When a meteorite fall occurs, meteor hunters often simply grab a map, a GPS, and head for the fall. While this works, there is a better way to plan an expedition using GIS (Geographic Information System) software. Using open source software, free government data available online, and a few hours, these meteor hunters will know a lot more before they get to the meteor fall. This, in turn, will increase the number of recovered meteorite fragments and reduce the cost in terms of money, time and effort invested.
GIS is software that takes information with a geographic component and displays it on a map. Like lines that show where rivers and streams are, or dots that show individual cases of West Nile virus. Each line or data point can be queried to get more information about the data record, such as name, flow and depth of a river or name, hospital, age, etc. of a patient with West Nile virus. Essentially a georeferenced database. Each database of information is called a layer. You can easily get free layers of hydrology, cropland use, rainfall measurements, soil type, acreage property parcels, and many cultural datasets. Each and every layer will be stacked on top of the basemap layer to give a representation of the land. Any particular layer can be made invisible or translucent to make other layers more apparent.
There are a variety of GIS programs available, the most common being ESRI’s ArcView, but it costs $1,600 per seat and is overkill for the meteorologist’s needs. A better solution is open source programs like Quantum GIS or gvSIG. Both are free, full-featured GIS programs and can perform spatial analysis. Quantum GIS is recommended at this time as it is free, easy to learn, intuitive to use, and quick to represent data sets even on older laptops. Download a copy at Qgis.org. All GIS programs will benefit from a good video card and more RAM.
Google Earth is a low-grade non-GIS mapping tool. It allows you to drop point layers, but the free version will not read other data layers or perform any spatial analysis. Also, it will not allow you to print large maps. This is a big drawback. Ironically, non-GIS users think it’s great, but it’s a toy compared to real GIS programs.
The immediate GIS needs of the meteor hunter will come down to two critical questions:
a) Where is the sown field? Y
b) How is the field sown?
To satisfy these needs, it is necessary to obtain some data layers. The first will be the basemap layer. A basemap is the important reference layer on which all other layers are built. For a Texas project, the base map would be the outline of the state of Texas, satellite imagery, or the full topographic map of the state of Texas. Any basemap that makes sense to you is correct.
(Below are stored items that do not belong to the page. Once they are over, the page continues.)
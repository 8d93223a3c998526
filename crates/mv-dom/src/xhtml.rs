//! XHTML loading into a [`MemoryDocument`].

use quick_xml::events::{BytesStart, Event};
use quick_xml::reader::Reader;

use crate::document::{Document, NodeId};
use crate::error::ParseError;
use crate::memory::MemoryDocument;

/// Parse `input` and attach the resulting nodes under `parent`.
///
/// Returns the top-level nodes created, in document order.
pub(crate) fn parse_into(
    doc: &mut MemoryDocument,
    parent: NodeId,
    input: &str,
) -> Result<Vec<NodeId>, ParseError> {
    let mut reader = Reader::from_str(input);
    reader.config_mut().trim_text(false);

    let mut stack = vec![parent];

    loop {
        let current = *stack.last().unwrap_or(&parent);
        match reader.read_event()? {
            Event::Start(e) => {
                let element = create_element(doc, &reader, &e)?;
                doc.attach(current, element, None);
                stack.push(element);
            }
            Event::Empty(e) => {
                let element = create_element(doc, &reader, &e)?;
                doc.attach(current, element, None);
            }
            Event::End(_) => {
                if stack.len() > 1 {
                    stack.pop();
                }
            }
            Event::Text(e) => {
                let text = reader.decoder().decode(&e)?;
                doc.append_text(current, &text);
            }
            Event::GeneralRef(e) => {
                let entity = reader.decoder().decode(&e)?;
                doc.append_text(current, &decode_entity(&entity));
            }
            Event::CData(e) => {
                let text = String::from_utf8_lossy(&e).into_owned();
                doc.append_text(current, &text);
            }
            Event::Eof => break,
            Event::Comment(_) | Event::Decl(_) | Event::PI(_) | Event::DocType(_) => {}
        }
    }

    Ok(doc.children(parent))
}

fn create_element(
    doc: &mut MemoryDocument,
    reader: &Reader<&[u8]>,
    e: &BytesStart,
) -> Result<NodeId, ParseError> {
    let tag = reader.decoder().decode(e.name().as_ref())?.into_owned();
    let mut attributes = Vec::new();
    for attr in e.attributes() {
        let attr = attr?;
        let key = reader.decoder().decode(attr.key.as_ref())?.into_owned();
        if key.starts_with("xmlns") {
            continue;
        }
        let value = attr.unescape_value()?.into_owned();
        attributes.push((key, value));
    }
    Ok(doc.push_element_with(&tag, attributes))
}

/// Decode a named or numeric entity reference (without `&` and `;`).
fn decode_entity(entity: &str) -> String {
    let named = match entity {
        "lt" => Some('<'),
        "gt" => Some('>'),
        "amp" => Some('&'),
        "apos" => Some('\''),
        "quot" => Some('"'),
        "nbsp" => Some('\u{00a0}'),
        _ => None,
    };
    if let Some(c) = named {
        return c.to_string();
    }

    let numeric = entity.strip_prefix('#').and_then(|code| {
        match code.strip_prefix('x').or_else(|| code.strip_prefix('X')) {
            Some(hex) => u32::from_str_radix(hex, 16).ok(),
            None => code.parse::<u32>().ok(),
        }
    });
    numeric
        .and_then(char::from_u32)
        .map_or_else(|| format!("&{entity};"), |c| c.to_string())
}

#[cfg(test)]
mod tests {
    use super::*;
    use pretty_assertions::assert_eq;

    #[test]
    fn test_parse_nested_elements() {
        let doc = MemoryDocument::from_xhtml("<div><pre><code>graph TD</code></pre></div>").unwrap();
        let body = doc.body().unwrap();
        assert_eq!(
            doc.inner_html(body),
            "<div><pre><code>graph TD</code></pre></div>"
        );
    }

    #[test]
    fn test_parse_preserves_newlines_and_entities() {
        let doc = MemoryDocument::from_xhtml("<pre><code>graph TD\n  A --&gt; B&#x21;</code></pre>")
            .unwrap();
        let body = doc.body().unwrap();
        assert_eq!(doc.text_content(body), "graph TD\n  A --> B!");
    }

    #[test]
    fn test_parse_attributes() {
        let doc = MemoryDocument::from_xhtml(r#"<code class="language-mermaid" data-x="a &amp; b"/>"#)
            .unwrap();
        let body = doc.body().unwrap();
        let code = doc.children(body)[0];
        assert_eq!(doc.get_attribute(code, "class"), Some("language-mermaid"));
        assert_eq!(doc.get_attribute(code, "data-x"), Some("a & b"));
    }

    #[test]
    fn test_parse_mismatched_tags_fails() {
        assert!(MemoryDocument::from_xhtml("<pre><code>x</pre></code>").is_err());
    }

    #[test]
    fn test_decode_entity() {
        assert_eq!(decode_entity("lt"), "<");
        assert_eq!(decode_entity("#65"), "A");
        assert_eq!(decode_entity("#x41"), "A");
        assert_eq!(decode_entity("bogus"), "&bogus;");
    }
}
Since the average meteor fall should be less than a 30 km x 30 km area, I recommend using a topographic map as a base map.
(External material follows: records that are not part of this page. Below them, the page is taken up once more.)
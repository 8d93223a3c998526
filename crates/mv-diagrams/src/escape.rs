//! HTML escaping for text injected as markup.

/// Escape text for safe inclusion in HTML element content or attribute values.
#[must_use]
pub fn escape_html(text: &str) -> String {
    let mut out = String::with_capacity(text.len());
    for c in text.chars() {
        match c {
            '&' => out.push_str("&amp;"),
            '<' => out.push_str("&lt;"),
            '>' => out.push_str("&gt;"),
            '"' => out.push_str("&quot;"),
            '\'' => out.push_str("&#39;"),
            _ => out.push(c),
        }
    }
    out
}

#[cfg(test)]
mod tests {
    use super::*;

    #[test]
    fn test_escape_markup() {
        assert_eq!(
            escape_html(r#"<img src=x onerror="alert('x')">"#),
            "&lt;img src=x onerror=&quot;alert(&#39;x&#39;)&quot;&gt;"
        );
    }

    #[test]
    fn test_escape_plain_text_unchanged() {
        assert_eq!(escape_html("Parse error on line 2"), "Parse error on line 2");
    }

    #[test]
    fn test_escape_ampersand_first() {
        assert_eq!(escape_html("&lt;"), "&amp;lt;");
    }
}
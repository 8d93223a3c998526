//! Request/response messages exchanged with the host.

use serde::{Deserialize, Serialize};

/// Request sent to a page.
#[derive(Debug, Clone, Copy, PartialEq, Eq, Serialize, Deserialize)]
#[serde(tag = "type", rename_all = "SCREAMING_SNAKE_CASE")]
pub enum PageRequest {
    /// Tear down and re-run the initial pass with fresh configuration.
    Refresh,
    /// Report the page's domain and processed block count.
    GetStatus,
}

/// Response to a [`PageRequest`].
#[derive(Debug, Clone, PartialEq, Eq, Serialize, Deserialize)]
#[serde(untagged)]
pub enum PageResponse {
    /// Refresh acknowledgement.
    Refreshed { success: bool },
    /// Page status.
    Status {
        domain: String,
        #[serde(rename = "processedCount")]
        processed_count: usize,
    },
}

#[cfg(test)]
mod tests {
    use super::*;
    use pretty_assertions::assert_eq;

    #[test]
    fn test_request_wire_format() {
        assert_eq!(
            serde_json::to_string(&PageRequest::Refresh).unwrap(),
            r#"{"type":"REFRESH"}"#
        );
        let request: PageRequest = serde_json::from_str(r#"{"type":"GET_STATUS"}"#).unwrap();
        assert_eq!(request, PageRequest::GetStatus);
        assert!(serde_json::from_str::<PageRequest>(r#"{"type":"RELOAD"}"#).is_err());
    }

    #[test]
    fn test_response_wire_format() {
        let status = PageResponse::Status {
            domain: "docs.example.com".to_owned(),
            processed_count: 3,
        };
        assert_eq!(
            serde_json::to_string(&status).unwrap(),
            r#"{"domain":"docs.example.com","processedCount":3}"#
        );
        assert_eq!(
            serde_json::to_string(&PageResponse::Refreshed { success: true }).unwrap(),
            r#"{"success":true}"#
        );

        let parsed: PageResponse =
            serde_json::from_str(r#"{"domain":"a.com","processedCount":0}"#).unwrap();
        assert_eq!(
            parsed,
            PageResponse::Status {
                domain: "a.com".to_owned(),
                processed_count: 0,
            }
        );
    }
}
Now that a basemap has been chosen, we need more data layers to help with the search:
-Main Highways
-Minor Roads
-Private Roads
-Railways
-All hydrology, lakes, rivers, streams, etc.
-Cropland Designations
-Satellite photos (you want to see buildings for reference)
-Denominations of vegetation
-Cadastral data (Polygons of surface property that contain names of owners)
-Soil type
-Topography
Most of these should be available online from some government agency for free or for a reasonable charge. Some may not be, but as long as you have the majority, you’ll be ahead of the game. Each layer has a use for the meteor hunter, and I’ll describe each use here.
Highways, main, secondary and private, along with railways, are important on three levels. First, if the drop was in a remote area, this layer will tell you how close you can get to the target in a wheeled vehicle. Second, this layer may be more up-to-date than the maps you have available, so you may find you can drive to the target when maps published 10 years ago say you have to walk the last 5km. Third, in the US and some countries, meteorites found on public roads and in your right of way are easy prey for anyone. Private roads will require permission to hunt, but it’s good to know which is which.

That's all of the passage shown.